### Work to complete
Filter these entries, keeping only lines that hold the word "docs".

### Data shown
——
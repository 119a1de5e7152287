//! # ADF to HTML
//!
//! A recursive transducer from an ADF tree into an HTML fragment. Rendering
//! is total: unknown node types are rendered as their children without a
//! wrapping tag and unknown marks leave the text unchanged. Literal text is
//! not escaped, the upstream content is assumed to be trusted.

use crate::model::{Mark, MarkType, Node, NodeType};

/// Heading level used when `attrs.level` is missing
pub const DEFAULT_HEADING_LEVEL: &str = "3";

/// Render an optional node to HTML (`None` renders as the empty string)
pub fn render(node: Option<&Node>) -> String {
    node.map(Node::to_html).unwrap_or_default()
}

impl Node {
    /// Render this node and all its descendants to HTML
    pub fn to_html(&self) -> String {
        let mut out = String::new();
        self.write_html(&mut out);
        out
    }

    fn write_html(&self, out: &mut String) {
        // The root wrapper contributes no markup of its own
        if self.is_root() {
            write_children(self.children(), out);
            return;
        }

        let kind = match &self.kind {
            Some(kind) => kind,
            None => return write_children(self.children(), out),
        };

        match kind {
            NodeType::Paragraph => self.write_wrapped("p", out),
            NodeType::Heading => {
                let level = self.attrs.scalar("level");
                let level = level.as_deref().unwrap_or(DEFAULT_HEADING_LEVEL);
                self.write_wrapped(&format!("h{}", level), out)
            }
            NodeType::Text => {
                let text = self.text.as_deref().unwrap_or_default();
                out.push_str(&apply_marks(text, &self.marks));
            }
            NodeType::BulletList => self.write_wrapped("ul", out),
            NodeType::OrderedList => self.write_wrapped("ol", out),
            NodeType::ListItem => self.write_wrapped("li", out),
            NodeType::CodeBlock => {
                out.push_str("<pre><code>");
                // Only direct text children, marks are ignored
                for child in self.children() {
                    if child.is_type(&NodeType::Text) {
                        out.push_str(child.text.as_deref().unwrap_or_default());
                    }
                }
                out.push_str("</code></pre>");
            }
            NodeType::Blockquote => self.write_wrapped("blockquote", out),
            NodeType::Rule => out.push_str("<hr/>"),
            NodeType::HardBreak => out.push_str("<br/>"),
            NodeType::Doc | NodeType::Other(_) => write_children(self.children(), out),
        }
    }

    fn write_wrapped(&self, tag: &str, out: &mut String) {
        out.push('<');
        out.push_str(tag);
        out.push('>');
        write_children(self.children(), out);
        out.push_str("</");
        out.push_str(tag);
        out.push('>');
    }
}

fn write_children(children: &[Node], out: &mut String) {
    for child in children {
        child.write_html(out);
    }
}

/// Apply the marks in order, each one wrapping the result of the previous
pub fn apply_marks(text: &str, marks: &[Mark]) -> String {
    marks
        .iter()
        .fold(text.to_owned(), |inner, mark| mark.wrap(inner))
}

impl Mark {
    /// Wrap already rendered inline HTML in the markup for this mark
    pub fn wrap(&self, inner: String) -> String {
        match &self.kind {
            MarkType::Strong => format!("<strong>{}</strong>", inner),
            MarkType::Em => format!("<em>{}</em>", inner),
            MarkType::Code => format!("<code>{}</code>", inner),
            MarkType::Strike => format!("<s>{}</s>", inner),
            MarkType::Underline => format!("<u>{}</u>", inner),
            MarkType::Link => {
                let href = self.attrs.scalar("href");
                let href = href.as_deref().unwrap_or("#");
                format!(r#"<a href="{}" target="_blank">{}</a>"#, href, inner)
            }
            MarkType::TextColor => {
                let color = self.attrs.scalar("color");
                let color = color.as_deref().unwrap_or("inherit");
                format!(r#"<span style="color: {}">{}</span>"#, color, inner)
            }
            MarkType::Other(_) => inner,
        }
    }
}

#[cfg(test)]
mod tests {
    use super::{apply_marks, render};
    use crate::model::{Attrs, Mark, MarkType, Node, NodeType};
    use serde_json::{json, Value};

    fn html(value: Value) -> String {
        let node: Node = serde_json::from_value(value).unwrap();
        node.to_html()
    }

    #[test]
    fn test_empty_input() {
        assert_eq!(render(None), "");
        assert_eq!(html(json!({})), "");
    }

    #[test]
    fn test_paragraph_with_marks() {
        let out = html(json!({
            "type": "paragraph",
            "content": [
                { "type": "text", "text": "Hello", "marks": [{ "type": "strong" }] },
                { "type": "text", "text": " world" }
            ]
        }));
        assert_eq!(out, "<p><strong>Hello</strong> world</p>");
    }

    #[test]
    fn test_mark_order() {
        let marks = vec![Mark::from(MarkType::Strong), Mark::from(MarkType::Em)];
        assert_eq!(apply_marks("x", &marks), "<em><strong>x</strong></em>");

        let out = html(json!({
            "type": "text",
            "text": "docs",
            "marks": [
                { "type": "strong" },
                { "type": "link", "attrs": { "href": "https://example.com" } }
            ]
        }));
        assert_eq!(
            out,
            r#"<a href="https://example.com" target="_blank"><strong>docs</strong></a>"#
        );
    }

    #[test]
    fn test_all_marks() {
        let out = html(json!({
            "type": "text",
            "text": "t",
            "marks": [
                { "type": "code" },
                { "type": "strike" },
                { "type": "underline" },
                { "type": "textColor", "attrs": { "color": "#ff5630" } }
            ]
        }));
        assert_eq!(
            out,
            r#"<span style="color: #ff5630"><u><s><code>t</code></s></u></span>"#
        );
    }

    #[test]
    fn test_mark_defaults() {
        let out = html(json!({
            "type": "text",
            "text": "a",
            "marks": [{ "type": "link" }, { "type": "textColor" }]
        }));
        assert_eq!(
            out,
            r##"<span style="color: inherit"><a href="#" target="_blank">a</a></span>"##
        );
    }

    #[test]
    fn test_unknown_mark_is_noop() {
        let out = html(json!({
            "type": "text",
            "text": "x",
            "marks": [{ "type": "subsup", "attrs": { "type": "sub" } }, { "type": "em" }]
        }));
        assert_eq!(out, "<em>x</em>");
    }

    #[test]
    fn test_root_unwrapping() {
        let a = json!({ "type": "paragraph", "content": [{ "type": "text", "text": "A" }] });
        let b = json!({ "type": "rule" });
        let root = html(json!({ "type": "doc", "version": 1, "content": [a.clone(), b.clone()] }));
        assert_eq!(root, html(a) + &html(b));
        assert_eq!(root, "<p>A</p><hr/>");

        // The version wins over the type
        let out = html(json!({
            "type": "paragraph",
            "version": 1,
            "content": [{ "type": "text", "text": "x" }]
        }));
        assert_eq!(out, "x");

        // A null version still marks the root
        let out = html(json!({
            "type": "paragraph",
            "version": null,
            "content": [{ "type": "text", "text": "x" }]
        }));
        assert_eq!(out, "x");
    }

    #[test]
    fn test_heading_levels() {
        let out = html(json!({ "type": "heading", "content": [{ "type": "text", "text": "t" }] }));
        assert_eq!(out, "<h3>t</h3>");

        let out = html(json!({
            "type": "heading",
            "attrs": { "level": 2 },
            "content": [{ "type": "text", "text": "t" }]
        }));
        assert_eq!(out, "<h2>t</h2>");

        let out = html(json!({
            "type": "heading",
            "attrs": { "level": "2" },
            "content": [{ "type": "text", "text": "t" }]
        }));
        assert_eq!(out, "<h2>t</h2>");

        let out = html(json!({
            "type": "heading",
            "attrs": { "level": null },
            "content": [{ "type": "text", "text": "t" }]
        }));
        assert_eq!(out, "<h3>t</h3>");
    }

    #[test]
    fn test_lists() {
        let out = html(json!({
            "type": "bulletList",
            "content": [
                { "type": "listItem", "content": [
                    { "type": "paragraph", "content": [{ "type": "text", "text": "one" }] }
                ]},
                { "type": "listItem", "content": [
                    { "type": "orderedList", "content": [
                        { "type": "listItem", "content": [{ "type": "text", "text": "nested" }] }
                    ]}
                ]}
            ]
        }));
        assert_eq!(
            out,
            "<ul><li><p>one</p></li><li><ol><li>nested</li></ol></li></ul>"
        );
    }

    #[test]
    fn test_code_block_direct_text_only() {
        let out = html(json!({
            "type": "codeBlock",
            "attrs": { "language": "rust" },
            "content": [
                { "type": "text", "text": "fn main() {", "marks": [{ "type": "strong" }] },
                { "type": "paragraph", "content": [{ "type": "text", "text": "skipped" }] },
                { "type": "hardBreak" },
                { "type": "text", "text": "}" }
            ]
        }));
        assert_eq!(out, "<pre><code>fn main() {}</code></pre>");
    }

    #[test]
    fn test_leaf_nodes_ignore_content() {
        let child = json!([{ "type": "text", "text": "ignored" }]);
        assert_eq!(html(json!({ "type": "rule", "content": child.clone() })), "<hr/>");
        assert_eq!(html(json!({ "type": "hardBreak", "content": child })), "<br/>");
    }

    #[test]
    fn test_blockquote() {
        let out = html(json!({
            "type": "blockquote",
            "content": [{ "type": "paragraph", "content": [
                { "type": "text", "text": "quote" },
                { "type": "hardBreak" },
                { "type": "text", "text": "d" }
            ]}]
        }));
        assert_eq!(out, "<blockquote><p>quote<br/>d</p></blockquote>");
    }

    #[test]
    fn test_unknown_node_passthrough() {
        let x = json!({ "type": "paragraph", "content": [{ "type": "text", "text": "X" }] });
        let out = html(json!({ "type": "panel", "content": [x.clone()] }));
        assert_eq!(out, html(x));

        // Missing type, and a `doc` without version, are transparent too
        let out = html(json!({ "content": [{ "type": "text", "text": "y" }] }));
        assert_eq!(out, "y");
        let out = html(json!({ "type": "doc", "content": [{ "type": "rule" }] }));
        assert_eq!(out, "<hr/>");
    }

    #[test]
    fn test_no_escaping() {
        let node = Node::text("<b>&</b>");
        assert_eq!(node.to_html(), "<b>&</b>");
    }

    #[test]
    fn test_deep_nesting() {
        let mut node = Node::text("leaf");
        for _ in 0..200 {
            node = Node::new(NodeType::Blockquote, vec![node]);
        }
        let out = node.to_html();
        assert!(out.starts_with("<blockquote><blockquote>"));
        assert!(out.contains("leaf"));
        assert_eq!(out.matches("</blockquote>").count(), 200);
    }

    #[test]
    fn test_built_tree() {
        let doc = Node::doc(vec![
            Node::new(NodeType::Heading, vec![Node::text("Title")])
                .with_attrs(Attrs::default().with("level", 1)),
            Node::new(
                NodeType::Paragraph,
                vec![Node::text("bold").with_marks(vec![Mark::from(MarkType::Strong)])],
            ),
        ]);
        assert_eq!(
            render(Some(&doc)),
            "<h1>Title</h1><p><strong>bold</strong></p>"
        );
    }
}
——
### Solution for this exercise
            "text": "docs",
            r#"<a href="https://example.com" target="_blank"><strong>docs</strong></a>"#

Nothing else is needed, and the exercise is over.